On Friday, however, the government disclosed new information to Haim’s defense team that “directly contradicts” this claim, showing records of Haim’s work at Texas Children’s on nine different occasions between January 20, 2021 and April 14, 2023.
“The entire premise of the government’s case has been that Dr. Haim was an interloper, falsely claiming responsibility for TCH patients to hide some nefarious and malicious reason for accessing TCH records,” reads the filing, first obtained by The Daily Wire. “This rested on the foundational premise that Dr. Haim treated no patients at TCH after January 2021. But the government’s Friday the 13th disclosure has now blown apart this entire premise.”
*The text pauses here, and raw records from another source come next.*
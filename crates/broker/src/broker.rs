//! Token lifecycle orchestration
//!
//! `TokenBroker` owns every long-lived handle (token client, verifier and
//! its key cache, credential store, per-user locks, pending logins) and
//! composes them into the four operations callers use:
//!
//! 1. `authenticate()` verifies the inbound access token and ID token
//! 2. `complete_login()` redeems an authorization code and persists the tokens
//! 3. `fresh_tokens()` serves a cached pair or silently refreshes it
//! 4. `exchange_for_downstream()` performs an on-behalf-of exchange
//!
//! Cache load → match/refresh → save runs under the user's lock. The cache
//! is only mutated after the provider has answered, so a request dropped
//! mid-exchange leaves nothing half-written.

use std::sync::Arc;

use common::{Secret, now_secs};
use idp::{ClientApp, Prompt, TokenClient, TokenVerifier};
use token_cache::{CredentialStoreAdapter, LoadedCache, RefreshPlan, StoreError, plan};
use tracing::{debug, info, warn};

use crate::error::{BrokerError, Result};
use crate::locks::UserLocks;
use crate::login::LoginFlows;
use crate::metrics;
use crate::obo::OboExchanger;
use crate::outcome::{AuthenticatedUser, InboundTokens, LoginRequest, LoginResult, TokenPair};
use crate::refresh::{IdTokenCheck, Redeemed, Refresher, verify_response};

pub struct TokenBroker {
    client: TokenClient,
    verifier: Arc<TokenVerifier>,
    store: CredentialStoreAdapter,
    locks: UserLocks,
    flows: Arc<LoginFlows>,
    refresher: Refresher,
    obo: OboExchanger,
    login_scopes: Vec<String>,
}

impl TokenBroker {
    pub fn new(client: TokenClient, verifier: TokenVerifier, store: CredentialStoreAdapter) -> Self {
        let verifier = Arc::new(verifier);
        let flows = Arc::new(LoginFlows::new());
        Self {
            refresher: Refresher::new(client.clone(), verifier.clone(), flows.clone()),
            obo: OboExchanger::new(client.clone(), flows.clone()),
            client,
            verifier,
            store,
            locks: UserLocks::new(),
            flows,
            login_scopes: Vec::new(),
        }
    }

    /// Scopes requested by `begin_login` when the caller names none.
    pub fn with_login_scopes(mut self, scopes: Vec<String>) -> Self {
        self.login_scopes = scopes;
        self
    }

    pub fn app(&self) -> &ClientApp {
        self.client.app()
    }

    pub fn login_flows(&self) -> &LoginFlows {
        &self.flows
    }

    /// Verify both inbound tokens and identify the user.
    ///
    /// The access token must be addressed to this service's API and the ID
    /// token to this client; both must name the same `oid`/`tid`.
    pub async fn authenticate(&self, inbound: &InboundTokens) -> Result<AuthenticatedUser> {
        let access_token = inbound
            .access_token
            .as_deref()
            .ok_or(BrokerError::MissingTokens("x-access-token"))?;
        let id_token = inbound
            .id_token
            .as_deref()
            .ok_or(BrokerError::MissingTokens("x-id-token"))?;
        let app = self.app();

        let access_claims = self
            .verifier
            .verify(access_token, &app.api_audience, &app.endpoints.issuer)
            .await
            .inspect_err(|e| warn!(error = %e, "inbound access token rejected"))?;
        let id_claims = self
            .verifier
            .verify(id_token, &app.client_id, &app.endpoints.issuer)
            .await
            .inspect_err(|e| warn!(error = %e, "inbound ID token rejected"))?;

        let user_key = id_claims
            .user_key()
            .ok_or(BrokerError::MissingIdentityClaims)?;
        if access_claims.user_key().as_deref() != Some(user_key.as_str()) {
            warn!(user_key, "access token belongs to another user");
            return Err(BrokerError::IdentityMismatch);
        }

        debug!(user_key, "request authenticated");
        Ok(AuthenticatedUser {
            user_key,
            id_claims,
            access_claims,
            assertion: Secret::from(access_token),
        })
    }

    /// Start an interactive login. `scopes` defaults to the configured login scopes.
    pub async fn begin_login(&self, scopes: Option<&[String]>, prompt: Prompt) -> Result<LoginRequest> {
        let scopes = scopes.unwrap_or(&self.login_scopes);
        self.flows.begin(self.app(), scopes, prompt).await
    }

    /// Redeem the authorization code from the login callback.
    pub async fn complete_login(&self, code: &str, state: &str) -> Result<LoginResult> {
        let flow = self.flows.take(state).await?;
        let app = self.app();

        let response = match self.client.exchange_code(code, &flow.verifier, &flow.scopes).await {
            Ok(response) => response,
            Err(e) if e.is_consent_required() => {
                return Err(self.flows.consent_required(app, &flow.scopes).await);
            }
            Err(e) => return Err(BrokerError::ExchangeFailed(e.to_string())),
        };
        let redeemed = verify_response(&self.verifier, app, response).await?;
        let user_key = redeemed
            .claims
            .user_key()
            .ok_or(BrokerError::MissingIdentityClaims)?;

        let tokens = {
            let _guard = self.locks.lock(&user_key).await;
            let mut loaded = self.store.load_or_empty(&user_key).await?;
            self.record(&user_key, &mut loaded, &redeemed, &flow.scopes).await?
        };

        info!(user_key, "login completed");
        Ok(LoginResult {
            email: redeemed.claims.email().map(String::from),
            display_name: redeemed.claims.name().map(String::from),
            user_key,
            tokens,
        })
    }

    /// A valid access/ID token pair for `scopes`, from cache or by silent refresh.
    pub async fn fresh_tokens(&self, user_key: &str, scopes: &[String]) -> Result<TokenPair> {
        let app = self.app();
        let _guard = self.locks.lock(user_key).await;
        let mut loaded = self.store.load_or_empty(user_key).await?;

        let check = IdTokenCheck {
            verifier: &self.verifier,
            app,
        };
        let decision = plan(
            &loaded.cache,
            user_key,
            &app.client_id,
            scopes,
            &check,
            now_secs(),
        )
        .await;

        match decision {
            RefreshPlan::CacheHit(pair) => {
                metrics::record_cache_lookup("hit");
                debug!(user_key, "serving cached tokens");
                Ok(TokenPair {
                    scopes: pair.access_token.scopes(),
                    expires_on: pair.access_token.expires_on,
                    access_token: pair.access_token.secret,
                    id_token: Some(pair.id_token.secret),
                })
            }
            RefreshPlan::Refresh { candidates } => {
                metrics::record_cache_lookup("refresh");
                let redeemed = self.refresher.redeem(&candidates, scopes).await?;
                if redeemed.claims.user_key().as_deref() != Some(user_key) {
                    return Err(BrokerError::IdentityMismatch);
                }
                self.record(user_key, &mut loaded, &redeemed, scopes).await
            }
            RefreshPlan::LoginRequired => {
                metrics::record_cache_lookup("login_required");
                info!(user_key, "no usable cached credentials");
                Err(BrokerError::LoginRequired)
            }
        }
    }

    /// On-behalf-of token for a downstream resource. Never cached.
    pub async fn exchange_for_downstream(
        &self,
        user: &AuthenticatedUser,
        scopes: &[String],
    ) -> Result<TokenPair> {
        debug!(user_key = %user.user_key, scopes = ?scopes, "exchanging for downstream token");
        self.obo.exchange(user.assertion.expose(), scopes).await
    }

    /// Re-consent URL (`prompt=consent`) for `scopes`.
    pub async fn consent_url(&self, scopes: &[String]) -> Result<String> {
        Ok(self.begin_login(Some(scopes), Prompt::Consent).await?.url)
    }

    /// Merge a verified response into the user's cache and persist it.
    ///
    /// If another process wrote the cache since it was loaded, the tokens are
    /// merged into the newer copy and saved once more.
    async fn record(
        &self,
        user_key: &str,
        loaded: &mut LoadedCache,
        redeemed: &Redeemed,
        requested: &[String],
    ) -> Result<TokenPair> {
        let tokens = redeemed.new_tokens(self.app(), requested, now_secs())?;
        let pair = redeemed.token_pair(&tokens);
        loaded.cache.add_tokens(tokens.clone());

        let written = match self.store.save(user_key, loaded).await {
            Err(token_cache::Error::Store(StoreError::Conflict(_))) => {
                warn!(user_key, "token cache changed concurrently, merging into latest copy");
                let mut latest = self.store.load_or_empty(user_key).await?;
                latest.cache.add_tokens(tokens);
                let written = self.store.save(user_key, &mut latest).await?;
                *loaded = latest;
                written
            }
            other => other?,
        };
        if written {
            metrics::record_store_write();
        }
        Ok(pair)
    }
}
Dr. Eithan Haim, left (Yi-Chin Lee/Houston Chronicle via Getty Images)
Haim’s lawyers say that the first count of the DOJ’s indictment, alleging that Haim acted under false pretenses, must be dismissed since the “legitimacy of the rest of the indictment is now in question.”“Until Friday night, the government has insisted to the defense and the judge that Dr. Haim had zero reason to access TCH medical records,” another one of Haim’s attorneys, Ryan Patrick, told The Daily Wire in a Monday statement. “Instead, what this shows is the government convinced a grand jury to indict Dr. Haim without the FBI requesting a basic text search of his name inside the medical record system. It appears that nearly everything the government thought it knew is now wrong.”
That may well be true, but if he was not a caregiver for the patients' records he looked at, it might still be a HIPAA violation.